Pour une vision globale de votre situation financière en tant qu’indépendant, n’hésitez pas à consulter notre guide sur les Plafonds Auto-Entrepreneur en 2025 : Ce Qui Change ainsi que les Toutes les Aides pour Créer Sa Micro-Entreprise en 2025.


Questions fréquentes

Un auto-entrepreneur cotise-t-il vraiment pour la retraite ?

Oui, les cotisations retraite sont incluses dans le taux global de charges sociales prélevé sur le CA. Mais leur montant est souvent insuffisant pour constituer une retraite complète, surtout en cas de CA faible ou irrégulier.

Combien faut-il gagner pour valider 4 trimestres par an en 2025 ?

Pour valider 4 trimestres en 2025, il faut atteindre un revenu annuel équivalent à au moins 600 fois le SMIC horaire, soit environ 6 756 € de revenus cotisés. En CA brut, cela correspond à environ 8 000-10 000 € pour un prestataire de services selon les abattements applicables.

Peut-on cotiser plus pour la retraite en restant auto-entrepreneur ?

Non, il n’est pas possible de surcotiser directement dans le cadre du régime micro. La seule solution pour augmenter vos droits retraite tout en restant auto-entrepreneur est de souscrire un PER individuel ou une assurance-vie en complément.

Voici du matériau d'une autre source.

//! Errors a pipeline run can raise directly.
//!
//! Per-message extraction failures are not modeled here: spec.md §7 routes
//! those through `IndexingEventHandlers::on_knowledge_extracted` and
//! records them on the run's `IndexingResults`, rather than aborting the
//! run. What lands here is everything that leaves the indexes
//! potentially inconsistent if swallowed: storage I/O failures.

use thiserror::Error;

#[derive(Error, Debug)]
pub enum IndexingError {
    #[error(transparent)]
    Storage(#[from] km_storage::StorageError),
}
/*!
 * Container Classification
 * ========================
 *
 * Decide which decode path a resolved stream URL needs:
 *
 * - Manifest   (`.m3u8`, adaptive manifest, handled by the manifest adapter)
 * - RawSegment (`.flv`, raw segmented container, handled by the segment adapter)
 * - Native     (anything else, handed to the engine's built-in decoder)
 *
 * Only the last path segment's extension is inspected; query strings and
 * fragments never influence the result, so `x.flv?auth_key=1.m3u8` is FLV.
 *
 * This module is pure classification. Which adapter actually serves the URL
 * depends on the engine capabilities and is decided by the playback session.
 */

use strum::{Display, EnumString};

use crate::utils::url::UrlUtils;

/// How the engine should decode a stream URL.
#[derive(Debug, Clone, Copy, PartialEq, Eq, Hash, Display, EnumString)]
#[strum(serialize_all = "lowercase")]
pub enum ContainerFormat {
    /// `.m3u8` adaptive manifest
    #[strum(serialize = "m3u8")]
    Manifest,
    /// `.flv` raw segmented container
    #[strum(serialize = "flv")]
    RawSegment,
    /// Anything else; played by the engine directly
    Native,
}

impl ContainerFormat {
    /// File extension emitted by provider templates for this format
    pub fn extension(&self) -> Option<&'static str> {
        match self {
            ContainerFormat::Manifest => Some("m3u8"),
            ContainerFormat::RawSegment => Some("flv"),
            ContainerFormat::Native => None,
        }
    }
}

/// Classify a resolved URL by its path extension.
pub fn classify_container(url: &str) -> ContainerFormat {
    match UrlUtils::path_extension(url).as_deref() {
        Some("m3u8") => ContainerFormat::Manifest,
        Some("flv") => ContainerFormat::RawSegment,
        _ => ContainerFormat::Native,
    }
}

Que se passe-t-il si j’ai des années avec peu ou pas de CA ?

Les années sans CA suffisant ne valident pas de trimestres. Ces années sont simplement des “trous” dans votre relevé de carrière. Ils peuvent être rachetés ultérieurement (dans la limite de 12 trimestres au total sur la carrière), mais à un coût qui augmente avec l’âge.

La réforme des retraites de 2023 change-t-elle quelque chose pour les auto-entrepreneurs ?

Oui. L’âge légal de départ est progressivement porté à 64 ans pour les générations nées après 1968, et le nombre de trimestres requis pour une retraite à taux plein augmente jusqu’à 172 trimestres (43 ans). Ces règles s’appliquent aussi aux auto-entrepreneurs, qui doivent donc anticiper davantage leur départ.